Da ich die Postfix-Config auch etwas erweitert habe dachte ich zuerst an ein Problem auf meiner Seite und bin an die deutsche Postfix Mailingliste gegangen. Dort teilte man mir dann mit, dass die Abfragen "zu einfach" wären und empfahl mir die Abfragen von Postfixadmin als Vorlage.

Dies haben wir gestern abend so umgesetzt, auch eine Abfrage, die ISPConfig3 in _mysql-virtual_forwardings.cf_ vorgibt, musste verändert werden. Und siehe da, *jetzt geht's!*

Einziges kleines Problem: Schicke ich dem Mailserver lokal über die Shell eine Mail an _gibtesnicht@aliasdomain.de_ so passiert nach wie vor das gleiche wie oben beschrieben. Da steige ich noch nicht durch.
Aber: Von extern funktioniert der Mailserver wie gewünscht, immerhin.
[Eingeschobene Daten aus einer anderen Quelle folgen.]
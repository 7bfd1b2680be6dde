//! Configuration validation.
//!
//! # Responsibilities
//! - Semantic validation (serde handles syntactic)
//! - Validate addresses parse and timeouts are non-zero
//!
//! # Design Decisions
//! - Returns all validation errors, not just first
//! - Validation is pure function: GatewayConfig → Result<(), Vec<ValidationError>>
//! - Runs before config is accepted into the system

use std::net::SocketAddr;

use axum::http::uri::Authority;
use thiserror::Error;

use crate::config::schema::GatewayConfig;

/// A single semantic problem in a configuration.
#[derive(Debug, Clone, PartialEq, Eq, Error)]
pub enum ValidationError {
    #[error("listener.bind_address `{0}` is not a socket address")]
    InvalidBindAddress(String),

    #[error("upstream.address must not be empty")]
    EmptyUpstream,

    #[error("upstream.address `{0}` is not a valid host:port authority")]
    InvalidUpstream(String),

    #[error("timeouts.{0} must be greater than zero")]
    ZeroTimeout(&'static str),

    #[error("observability.metrics_address `{0}` is not a socket address")]
    InvalidMetricsAddress(String),
}

/// Check a parsed configuration for semantic errors.
pub fn validate_config(config: &GatewayConfig) -> Result<(), Vec<ValidationError>> {
    let mut errors = Vec::new();

    if config.listener.bind_address.parse::<SocketAddr>().is_err() {
        errors.push(ValidationError::InvalidBindAddress(
            config.listener.bind_address.clone(),
        ));
    }

    let upstream = config.upstream.address.trim();
    if upstream.is_empty() {
        errors.push(ValidationError::EmptyUpstream);
    } else if upstream.parse::<Authority>().is_err() || upstream.contains('@') {
        errors.push(ValidationError::InvalidUpstream(upstream.to_string()));
    }

    if config.timeouts.connect_secs == 0 {
        errors.push(ValidationError::ZeroTimeout("connect_secs"));
    }
    if config.timeouts.request_secs == 0 {
        errors.push(ValidationError::ZeroTimeout("request_secs"));
    }

    if config.observability.metrics_enabled
        && config.observability.metrics_address.parse::<SocketAddr>().is_err()
    {
        errors.push(ValidationError::InvalidMetricsAddress(
            config.observability.metrics_address.clone(),
        ));
    }

    if errors.is_empty() { Ok(()) } else { Err(errors) }
}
Ist dieses Thema schon bekannt und gefixt? Falls nicht, stelle ich gerne die Abfragen zur Verfügung. Bin ich hier mit dieser Thematik eigentlich richtig? Kann es auch in den Bugtracker posten.

Viele Grüße,
Roi


----------



## Till (9. Dez. 2010)

Ist bekannt und steht inkl. Lösung im Bugtracker:

http://bugtracker.ispconfig.org/index.php?do=details&task_id=1393


----------



## Roi Danton (9. Dez. 2010)

Aber die Ursache behebt dieses Problem nicht finde ich.

Die forwarding Abfrage ist laut den Postfixgöttern zu einfach, da ein @aliasdomain.de -> @domain.de wie ein Catchall betrachtet wird. Dh Postfix ist es dann nachher egal, ob es auf @domain.de das Ziel auch gibt.

Deswegen muss die Abfrage so gebaut werden, dass gecheckt wird, ob es ne Alias Domain ist. Falls ja, müssen Aliase, Forwards, Catchalls und Mailboxen geprüft werden. Gibt es keinen passenden Empfänger, wird die Mail mit Empfänger unbekannt von Postfix abgewiesen.

So wie Theorie, die wir auch so umgesetzt haben.

Was passiert denn, wenn man einen mit o.g. Patch versehenen Server mit so einer Mail füttert? Klar, die Mailbox wird nicht angelegt, aber wird die Mail auch ordnungsgemäß abgelehnt? Glaube ich irgendwie nicht.


----------



## Till (9. Dez. 2010)

Und wie habt Ihr das umgesetzt?



> Klar, die Mailbox wird nicht angelegt, aber wird die Mail auch ordnungsgemäß abgelehnt?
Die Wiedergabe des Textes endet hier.